- [RECORD EXTRACTS]
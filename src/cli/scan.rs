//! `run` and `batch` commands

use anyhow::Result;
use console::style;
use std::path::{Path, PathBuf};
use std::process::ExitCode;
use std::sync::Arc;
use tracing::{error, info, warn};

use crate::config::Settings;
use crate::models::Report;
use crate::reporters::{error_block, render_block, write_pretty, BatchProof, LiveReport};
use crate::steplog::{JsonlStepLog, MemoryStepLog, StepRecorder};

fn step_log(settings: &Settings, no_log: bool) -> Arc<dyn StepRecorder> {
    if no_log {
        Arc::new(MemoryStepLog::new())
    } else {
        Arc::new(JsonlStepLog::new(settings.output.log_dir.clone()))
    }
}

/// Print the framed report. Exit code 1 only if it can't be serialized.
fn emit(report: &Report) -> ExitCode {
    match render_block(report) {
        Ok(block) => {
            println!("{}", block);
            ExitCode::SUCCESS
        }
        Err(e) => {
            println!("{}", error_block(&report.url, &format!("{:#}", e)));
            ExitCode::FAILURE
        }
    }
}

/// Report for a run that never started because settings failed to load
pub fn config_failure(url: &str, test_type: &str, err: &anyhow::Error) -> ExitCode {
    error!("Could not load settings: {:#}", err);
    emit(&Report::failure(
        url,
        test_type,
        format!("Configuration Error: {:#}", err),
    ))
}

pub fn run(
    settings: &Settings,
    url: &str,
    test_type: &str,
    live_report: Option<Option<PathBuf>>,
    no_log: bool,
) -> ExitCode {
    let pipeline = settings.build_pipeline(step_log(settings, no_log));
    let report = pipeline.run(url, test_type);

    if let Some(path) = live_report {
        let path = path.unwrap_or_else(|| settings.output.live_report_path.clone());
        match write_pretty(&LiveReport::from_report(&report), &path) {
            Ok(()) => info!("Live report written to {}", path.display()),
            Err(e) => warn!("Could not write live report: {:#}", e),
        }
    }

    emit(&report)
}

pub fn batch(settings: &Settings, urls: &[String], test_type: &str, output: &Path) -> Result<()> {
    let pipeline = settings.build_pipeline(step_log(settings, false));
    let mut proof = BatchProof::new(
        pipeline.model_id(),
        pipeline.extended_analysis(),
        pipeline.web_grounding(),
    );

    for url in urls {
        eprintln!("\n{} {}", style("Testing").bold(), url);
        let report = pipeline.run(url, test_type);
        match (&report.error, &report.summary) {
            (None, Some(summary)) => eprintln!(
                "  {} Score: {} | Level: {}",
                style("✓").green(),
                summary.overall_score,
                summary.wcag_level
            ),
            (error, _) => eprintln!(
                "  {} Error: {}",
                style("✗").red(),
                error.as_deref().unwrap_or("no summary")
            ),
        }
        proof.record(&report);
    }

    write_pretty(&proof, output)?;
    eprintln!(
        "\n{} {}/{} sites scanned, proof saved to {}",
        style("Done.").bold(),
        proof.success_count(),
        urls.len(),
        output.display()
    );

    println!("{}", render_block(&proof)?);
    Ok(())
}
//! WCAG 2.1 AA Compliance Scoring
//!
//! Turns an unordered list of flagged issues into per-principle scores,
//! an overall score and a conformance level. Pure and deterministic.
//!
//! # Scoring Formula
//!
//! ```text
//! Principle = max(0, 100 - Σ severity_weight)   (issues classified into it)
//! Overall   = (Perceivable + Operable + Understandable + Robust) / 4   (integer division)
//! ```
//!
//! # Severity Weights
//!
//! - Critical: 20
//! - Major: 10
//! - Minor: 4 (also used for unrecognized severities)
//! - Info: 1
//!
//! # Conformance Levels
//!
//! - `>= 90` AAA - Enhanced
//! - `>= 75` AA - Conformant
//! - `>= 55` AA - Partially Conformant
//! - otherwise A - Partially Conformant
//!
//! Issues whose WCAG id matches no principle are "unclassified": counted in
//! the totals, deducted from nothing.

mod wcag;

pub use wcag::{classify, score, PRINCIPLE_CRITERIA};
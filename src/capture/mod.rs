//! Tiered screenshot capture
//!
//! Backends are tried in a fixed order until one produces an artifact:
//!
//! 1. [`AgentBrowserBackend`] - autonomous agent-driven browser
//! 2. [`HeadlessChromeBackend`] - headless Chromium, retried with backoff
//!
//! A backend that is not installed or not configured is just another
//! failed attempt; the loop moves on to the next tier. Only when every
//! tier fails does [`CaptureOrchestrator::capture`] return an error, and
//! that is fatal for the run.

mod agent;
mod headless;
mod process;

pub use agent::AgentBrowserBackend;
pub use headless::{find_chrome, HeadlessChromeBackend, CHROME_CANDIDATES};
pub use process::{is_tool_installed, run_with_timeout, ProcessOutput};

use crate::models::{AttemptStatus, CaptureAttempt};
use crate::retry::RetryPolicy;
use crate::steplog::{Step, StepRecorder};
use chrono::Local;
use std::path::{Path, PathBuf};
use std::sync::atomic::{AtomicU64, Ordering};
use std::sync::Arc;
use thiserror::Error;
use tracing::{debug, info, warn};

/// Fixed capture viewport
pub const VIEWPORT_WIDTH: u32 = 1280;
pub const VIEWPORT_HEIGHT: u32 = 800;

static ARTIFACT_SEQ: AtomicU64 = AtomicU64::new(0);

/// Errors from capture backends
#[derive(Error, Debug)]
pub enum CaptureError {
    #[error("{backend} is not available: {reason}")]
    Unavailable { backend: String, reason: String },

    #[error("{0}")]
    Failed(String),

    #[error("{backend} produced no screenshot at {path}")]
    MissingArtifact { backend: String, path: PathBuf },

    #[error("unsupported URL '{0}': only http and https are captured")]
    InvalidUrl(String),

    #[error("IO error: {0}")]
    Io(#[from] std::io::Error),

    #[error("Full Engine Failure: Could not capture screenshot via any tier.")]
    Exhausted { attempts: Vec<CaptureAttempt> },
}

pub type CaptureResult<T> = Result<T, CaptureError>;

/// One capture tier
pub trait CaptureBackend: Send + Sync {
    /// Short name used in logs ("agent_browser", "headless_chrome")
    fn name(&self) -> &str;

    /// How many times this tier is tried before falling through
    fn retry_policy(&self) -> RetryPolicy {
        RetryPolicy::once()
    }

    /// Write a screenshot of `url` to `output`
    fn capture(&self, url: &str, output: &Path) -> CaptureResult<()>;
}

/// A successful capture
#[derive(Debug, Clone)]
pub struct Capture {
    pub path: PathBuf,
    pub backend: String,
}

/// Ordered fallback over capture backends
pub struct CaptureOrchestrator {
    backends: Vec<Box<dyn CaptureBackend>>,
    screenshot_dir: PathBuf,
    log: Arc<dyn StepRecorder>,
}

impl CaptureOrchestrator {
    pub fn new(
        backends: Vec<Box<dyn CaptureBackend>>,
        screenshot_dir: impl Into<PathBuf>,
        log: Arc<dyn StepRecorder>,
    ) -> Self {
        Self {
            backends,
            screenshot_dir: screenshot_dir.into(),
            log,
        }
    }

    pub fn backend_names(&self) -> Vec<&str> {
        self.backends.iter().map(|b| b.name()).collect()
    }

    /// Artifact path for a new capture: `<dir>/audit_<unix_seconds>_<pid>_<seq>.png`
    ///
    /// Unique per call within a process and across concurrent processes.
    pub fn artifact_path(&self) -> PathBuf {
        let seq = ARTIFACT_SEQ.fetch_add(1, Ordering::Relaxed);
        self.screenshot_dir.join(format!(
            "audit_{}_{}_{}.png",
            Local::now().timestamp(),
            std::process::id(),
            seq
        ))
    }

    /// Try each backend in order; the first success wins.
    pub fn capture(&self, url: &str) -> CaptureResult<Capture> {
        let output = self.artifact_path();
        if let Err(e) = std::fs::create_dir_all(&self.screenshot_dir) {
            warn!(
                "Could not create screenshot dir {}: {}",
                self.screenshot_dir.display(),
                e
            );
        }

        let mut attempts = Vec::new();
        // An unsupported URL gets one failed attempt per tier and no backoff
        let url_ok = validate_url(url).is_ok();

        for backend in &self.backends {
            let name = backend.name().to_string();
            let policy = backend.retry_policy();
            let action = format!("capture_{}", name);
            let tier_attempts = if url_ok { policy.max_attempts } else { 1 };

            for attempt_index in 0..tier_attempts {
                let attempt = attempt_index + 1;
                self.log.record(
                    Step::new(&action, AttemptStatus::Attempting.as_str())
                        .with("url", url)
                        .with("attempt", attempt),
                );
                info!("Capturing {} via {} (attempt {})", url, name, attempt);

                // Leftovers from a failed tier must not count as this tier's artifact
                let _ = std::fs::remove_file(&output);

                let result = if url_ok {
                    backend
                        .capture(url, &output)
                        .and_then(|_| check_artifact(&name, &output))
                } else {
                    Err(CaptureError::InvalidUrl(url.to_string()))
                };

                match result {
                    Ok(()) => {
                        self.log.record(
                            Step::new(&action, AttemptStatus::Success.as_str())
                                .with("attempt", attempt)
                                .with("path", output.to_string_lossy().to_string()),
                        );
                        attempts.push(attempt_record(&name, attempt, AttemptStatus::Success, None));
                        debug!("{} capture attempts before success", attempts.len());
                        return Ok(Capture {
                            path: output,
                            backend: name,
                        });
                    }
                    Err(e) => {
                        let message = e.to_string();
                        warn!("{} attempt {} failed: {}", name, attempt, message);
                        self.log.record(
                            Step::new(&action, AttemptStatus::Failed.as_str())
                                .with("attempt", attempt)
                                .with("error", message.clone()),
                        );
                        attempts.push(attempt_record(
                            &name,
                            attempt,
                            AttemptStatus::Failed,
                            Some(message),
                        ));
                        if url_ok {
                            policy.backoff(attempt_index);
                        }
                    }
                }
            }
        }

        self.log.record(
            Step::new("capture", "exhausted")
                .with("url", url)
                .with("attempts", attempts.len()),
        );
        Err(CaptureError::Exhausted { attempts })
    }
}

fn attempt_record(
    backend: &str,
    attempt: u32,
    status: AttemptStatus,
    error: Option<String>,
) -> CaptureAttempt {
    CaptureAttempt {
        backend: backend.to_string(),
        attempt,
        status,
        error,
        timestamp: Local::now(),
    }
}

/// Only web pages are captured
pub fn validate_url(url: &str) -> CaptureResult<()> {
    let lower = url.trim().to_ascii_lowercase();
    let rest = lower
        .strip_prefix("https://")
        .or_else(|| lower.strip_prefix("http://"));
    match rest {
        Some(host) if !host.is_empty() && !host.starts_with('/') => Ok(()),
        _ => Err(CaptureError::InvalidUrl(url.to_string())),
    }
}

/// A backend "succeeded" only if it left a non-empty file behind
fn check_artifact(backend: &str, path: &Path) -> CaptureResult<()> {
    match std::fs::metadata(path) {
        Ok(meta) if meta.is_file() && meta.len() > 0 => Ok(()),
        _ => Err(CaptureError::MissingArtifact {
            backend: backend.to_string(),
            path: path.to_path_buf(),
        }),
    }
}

- [AIM OF THE TASK] Starting from the records above, copy each line where the string "Could" is found.

- [FINISHED EXERCISE]
    error!("Could not load settings: {:#}", err);
            Err(e) => warn!("Could not write live report: {:#}", e),
    #[error("Full Engine Failure: Could not capture screenshot via any tier.")]
                "Could not create screenshot dir {}: {}",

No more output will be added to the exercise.